The task: Give back exactly the lines of the data below, starting with the line that has "filename evallab-core/src/signals/ma_crossover.rs" and going on through the line that has "pub fn new(params: MaCrossoverParams)".

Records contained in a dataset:
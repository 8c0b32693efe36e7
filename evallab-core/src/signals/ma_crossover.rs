//! Moving average crossover annotator.
//!
//! Each bar is classified by where the short SMA sits relative to the long
//! SMA on that bar: above is Buy, below is Sell, equal is Hold. This is a
//! regime label rather than a one-shot cross event; the engine's
//! flat/long state machine turns the regime into at most one entry and one
//! exit per cross.

use serde::{Deserialize, Serialize};

use super::{AnnotatorError, SignalAnnotator};
use crate::domain::{round_cents, AnnotatedBar, RawBar, Signal};
use crate::indicators::MovingAverages;

/// Window lengths for [`MaCrossover`].
#[derive(Debug, Clone, Copy, PartialEq, Eq, Serialize, Deserialize)]
#[serde(default)]
pub struct MaCrossoverParams {
    pub short_window: usize,
    pub long_window: usize,
}

impl Default for MaCrossoverParams {
    fn default() -> Self {
        Self {
            short_window: 10,
            long_window: 50,
        }
    }
}

impl MaCrossoverParams {
    pub fn validate(&self) -> Result<(), AnnotatorError> {
        if self.short_window == 0 || self.long_window <= self.short_window {
            return Err(AnnotatorError::InvalidWindows {
                short: self.short_window,
                long: self.long_window,
            });
        }
        Ok(())
    }

    pub fn moving_averages(&self, bars: &[RawBar]) -> MovingAverages {
        MovingAverages::compute(bars, self.short_window, self.long_window)
    }
}

#[derive(Debug, Clone)]
pub struct MaCrossover {
    params: MaCrossoverParams,
}

impl MaCrossover {
    pub fn new(params: MaCrossoverParams) -> Result<Self, AnnotatorError> {
        params.validate()?;
        Ok(Self { params })
    }

    pub fn params(&self) -> MaCrossoverParams {
        self.params
    }
}

impl Default for MaCrossover {
    fn default() -> Self {
        Self {
            params: MaCrossoverParams::default(),
        }
    }
}

/// Classify a short/long pair.
pub fn crossover_signal(short: f64, long: f64) -> Signal {
    if short > long {
        Signal::Buy
    } else if short < long {
        Signal::Sell
    } else {
        Signal::Hold
    }
}

impl SignalAnnotator for MaCrossover {
    fn name(&self) -> &str {
        "ma_crossover"
    }

    fn annotate(&self, bars: &[RawBar]) -> Vec<AnnotatedBar> {
        let mas = self.params.moving_averages(bars);
        bars.iter()
            .zip(mas.short.iter().zip(&mas.long))
            .map(|(bar, (&short, &long))| AnnotatedBar {
                bar: bar.clone(),
                signal: crossover_signal(short, long),
                strength: Some(round_cents((short - long).abs())),
            })
            .collect()
    }
}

Answer section:
filename evallab-core/src/signals/ma_crossover.rs
//! Moving average crossover annotator.
//!
//! Each bar is classified by where the short SMA sits relative to the long
//! SMA on that bar: above is Buy, below is Sell, equal is Hold. This is a
//! regime label rather than a one-shot cross event; the engine's
//! flat/long state machine turns the regime into at most one entry and one
//! exit per cross.

use serde::{Deserialize, Serialize};

use super::{AnnotatorError, SignalAnnotator};
use crate::domain::{round_cents, AnnotatedBar, RawBar, Signal};
use crate::indicators::MovingAverages;

/// Window lengths for [`MaCrossover`].
#[derive(Debug, Clone, Copy, PartialEq, Eq, Serialize, Deserialize)]
#[serde(default)]
pub struct MaCrossoverParams {
    pub short_window: usize,
    pub long_window: usize,
}

impl Default for MaCrossoverParams {
    fn default() -> Self {
        Self {
            short_window: 10,
            long_window: 50,
        }
    }
}

impl MaCrossoverParams {
    pub fn validate(&self) -> Result<(), AnnotatorError> {
        if self.short_window == 0 || self.long_window <= self.short_window {
            return Err(AnnotatorError::InvalidWindows {
                short: self.short_window,
                long: self.long_window,
            });
        }
        Ok(())
    }

    pub fn moving_averages(&self, bars: &[RawBar]) -> MovingAverages {
        MovingAverages::compute(bars, self.short_window, self.long_window)
    }
}

#[derive(Debug, Clone)]
pub struct MaCrossover {
    params: MaCrossoverParams,
}

impl MaCrossover {
    pub fn new(params: MaCrossoverParams) -> Result<Self, AnnotatorError> {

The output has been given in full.